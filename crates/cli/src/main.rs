//! Storekeeper CLI - Back-office store management from the terminal.
//!
//! # Usage
//!
//! ```bash
//! # Create the bootstrap admin account (password from STORE_ADMIN_PASSWORD)
//! sk-cli init
//!
//! # Build the catalog
//! sk-cli --user admin category add -n Snacks
//! sk-cli --user admin product add -n Chips -c <category-id> -p 1.50 -s 40
//!
//! # Ring up a sale and print the invoice
//! sk-cli --user clerk checkout --customer "Ana" --phone 0912345678 \
//!     --payment cash --item <product-id>:2
//!
//! # Monthly sales report
//! sk-cli --user admin report monthly --year 2024 --month 3
//! ```
//!
//! # Commands
//!
//! - `init` - Create the `admin` account if no admin exists
//! - `category` / `product` - Catalog management
//! - `user` - Account management (admin only)
//! - `checkout` - Place an order and print its invoice
//! - `order list` / `invoice show` / `invoice list` - Order history
//! - `report monthly` / `report range` - Sales reports
//!
//! The acting user is given with `--user` and `--password` (or
//! `STORE_PASSWORD`). Logs go to stderr (JSON with `STORE_LOG_FORMAT=json`);
//! invoices and reports go to stdout.

#![cfg_attr(not(test), forbid(unsafe_code))]

use std::path::PathBuf;

use clap::{Parser, Subcommand};
use rust_decimal::Decimal;
use tracing_subscriber::{layer::SubscriberExt, util::SubscriberInitExt};

mod commands;

use commands::{CliError, Credentials};

#[derive(Parser)]
#[command(name = "sk-cli")]
#[command(author, version, about = "Storekeeper back-office tools")]
struct Cli {
    /// Directory holding the JSON documents (overrides `STORE_DATA_DIR`)
    #[arg(long, global = true)]
    data_dir: Option<PathBuf>,

    /// Username of the acting back-office user
    #[arg(short, long, global = true, env = "STORE_USER")]
    user: Option<String>,

    /// Password of the acting back-office user
    #[arg(long, global = true, env = "STORE_PASSWORD", hide_env_values = true)]
    password: Option<String>,

    #[command(subcommand)]
    command: Commands,
}

#[derive(Subcommand)]
enum Commands {
    /// Create the bootstrap admin account
    Init {
        /// Admin password (defaults to `STORE_ADMIN_PASSWORD`)
        #[arg(long)]
        admin_password: Option<String>,
    },
    /// Manage categories
    Category {
        #[command(subcommand)]
        action: CategoryAction,
    },
    /// Manage products and stock
    Product {
        #[command(subcommand)]
        action: ProductAction,
    },
    /// Manage back-office users
    User {
        #[command(subcommand)]
        action: UserAction,
    },
    /// Place an order and print its invoice
    Checkout {
        /// Customer name
        #[arg(long)]
        customer: String,

        /// Customer phone (`09xxxxxxxx`)
        #[arg(long)]
        phone: String,

        /// Payment method (`cash`, `credit-card`)
        #[arg(long, default_value = "cash")]
        payment: String,

        /// Line as `PRODUCT_ID:QTY`, repeatable
        #[arg(long = "item", required = true)]
        items: Vec<String>,
    },
    /// Browse orders
    Order {
        #[command(subcommand)]
        action: OrderAction,
    },
    /// Show invoices
    Invoice {
        #[command(subcommand)]
        action: InvoiceAction,
    },
    /// Sales reports
    Report {
        #[command(subcommand)]
        action: ReportAction,
    },
}

#[derive(Subcommand)]
enum CategoryAction {
    /// Create a category
    Add {
        #[arg(short, long)]
        name: String,

        #[arg(short, long, default_value = "")]
        description: String,
    },
    /// List categories
    List,
    /// Delete an unused category
    Delete { id: String },
}

#[derive(Subcommand)]
enum ProductAction {
    /// Create a product
    Add {
        #[arg(short, long)]
        name: String,

        #[arg(short, long)]
        category: String,

        /// Unit price, e.g. 12.50
        #[arg(short, long)]
        price: Decimal,

        /// Initial stock
        #[arg(short, long, default_value_t = 0)]
        stock: i32,

        #[arg(short, long, default_value = "")]
        description: String,
    },
    /// List products, optionally for one category
    List {
        #[arg(short, long)]
        category: Option<String>,
    },
    /// Add units to a product's stock
    Restock {
        id: String,

        #[arg(short, long)]
        quantity: i32,
    },
    /// Delete a product
    Delete { id: String },
}

#[derive(Subcommand)]
enum UserAction {
    /// Create a user
    Create {
        #[arg(long)]
        username: String,

        #[arg(long)]
        full_name: String,

        /// Role (`admin`, `employee`)
        #[arg(short, long, default_value = "employee")]
        role: String,

        /// Password for the new account
        #[arg(long, env = "STORE_NEW_USER_PASSWORD", hide_env_values = true)]
        new_password: String,
    },
    /// List users
    List,
}

#[derive(Subcommand)]
enum OrderAction {
    /// List orders, optionally filtered by customer name
    List {
        #[arg(short, long)]
        customer: Option<String>,
    },
}

#[derive(Subcommand)]
enum InvoiceAction {
    /// Print the invoice for an order
    Show { order_id: String },
    /// Print invoices for a customer and/or month without storing them
    List {
        /// Customer name, matched case-insensitively as a substring
        #[arg(short, long)]
        customer: Option<String>,

        #[arg(long, requires = "month")]
        year: Option<i32>,

        #[arg(long, requires = "year")]
        month: Option<u32>,
    },
}

#[derive(Subcommand)]
enum ReportAction {
    /// Report for one calendar month
    Monthly {
        #[arg(long)]
        year: i32,

        #[arg(long)]
        month: u32,
    },
    /// Report for an inclusive date range (`YYYY-MM-DD`)
    Range {
        #[arg(long)]
        from: String,

        #[arg(long)]
        to: String,
    },
}

fn main() {
    let env_filter = tracing_subscriber::EnvFilter::try_from_default_env()
        .unwrap_or_else(|_| "storekeeper_backoffice=info,sk_cli=info".into());

    // JSON logs when STORE_LOG_FORMAT=json, text otherwise; both on stderr
    let is_json = std::env::var("STORE_LOG_FORMAT").is_ok_and(|v| v.eq_ignore_ascii_case("json"));
    let json_layer = is_json.then(|| {
        tracing_subscriber::fmt::layer()
            .json()
            .flatten_event(true)
            .with_writer(std::io::stderr)
    });
    let text_layer =
        (!is_json).then(|| tracing_subscriber::fmt::layer().with_writer(std::io::stderr));

    tracing_subscriber::registry()
        .with(env_filter)
        .with(json_layer)
        .with(text_layer)
        .init();

    let cli = Cli::parse();

    if let Err(e) = run(cli) {
        tracing::error!("Command failed: {e}");
        std::process::exit(1);
    }
}

fn run(cli: Cli) -> Result<(), CliError> {
    let mut state = commands::open_state(cli.data_dir)?;
    let credentials = Credentials::new(cli.user, cli.password);

    match cli.command {
        Commands::Init { admin_password } => {
            commands::init::bootstrap_admin(&mut state, admin_password)?;
        }
        Commands::Category { action } => {
            let actor = credentials.login(&mut state)?;
            match action {
                CategoryAction::Add { name, description } => {
                    commands::catalog::add_category(&mut state, &actor, name, description)?;
                }
                CategoryAction::List => commands::catalog::list_categories(&mut state)?,
                CategoryAction::Delete { id } => {
                    commands::catalog::delete_category(&mut state, &actor, &id)?;
                }
            }
        }
        Commands::Product { action } => {
            let actor = credentials.login(&mut state)?;
            match action {
                ProductAction::Add {
                    name,
                    category,
                    price,
                    stock,
                    description,
                } => commands::catalog::add_product(
                    &mut state,
                    &actor,
                    commands::catalog::ProductArgs {
                        name,
                        category,
                        price,
                        stock,
                        description,
                    },
                )?,
                ProductAction::List { category } => {
                    commands::catalog::list_products(&mut state, category.as_deref())?;
                }
                ProductAction::Restock { id, quantity } => {
                    commands::catalog::restock(&mut state, &actor, &id, quantity)?;
                }
                ProductAction::Delete { id } => {
                    commands::catalog::delete_product(&mut state, &actor, &id)?;
                }
            }
        }
        Commands::User { action } => {
            let actor = credentials.login(&mut state)?;
            match action {
                UserAction::Create {
                    username,
                    full_name,
                    role,
                    new_password,
                } => commands::users::create(
                    &mut state,
                    &actor,
                    username,
                    full_name,
                    &role,
                    new_password,
                )?,
                UserAction::List => commands::users::list(&mut state, &actor)?,
            }
        }
        Commands::Checkout {
            customer,
            phone,
            payment,
            items,
        } => {
            let actor = credentials.login(&mut state)?;
            commands::sales::checkout(&mut state, &actor, customer, phone, &payment, &items)?;
        }
        Commands::Order { action } => {
            credentials.login(&mut state)?;
            match action {
                OrderAction::List { customer } => {
                    commands::sales::list_orders(&mut state, customer.as_deref())?;
                }
            }
        }
        Commands::Invoice { action } => {
            credentials.login(&mut state)?;
            match action {
                InvoiceAction::Show { order_id } => {
                    commands::sales::show_invoice(&mut state, &order_id)?;
                }
                InvoiceAction::List {
                    customer,
                    year,
                    month,
                } => {
                    commands::sales::list_invoices(
                        &mut state,
                        customer.as_deref(),
                        year.zip(month),
                    )?;
                }
            }
        }
        Commands::Report { action } => {
            credentials.login(&mut state)?;
            match action {
                ReportAction::Monthly { year, month } => {
                    commands::reports::monthly(&mut state, year, month)?;
                }
                ReportAction::Range { from, to } => {
                    commands::reports::range(&mut state, &from, &to)?;
                }
            }
        }
    }
    Ok(())
}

=======

* Problem details
When a line in the listing has the string "ReportAction" in it, return that line.

* Solution to the problem
        action: ReportAction,
enum ReportAction {
                ReportAction::Monthly { year, month } => {
                ReportAction::Range { from, to } => {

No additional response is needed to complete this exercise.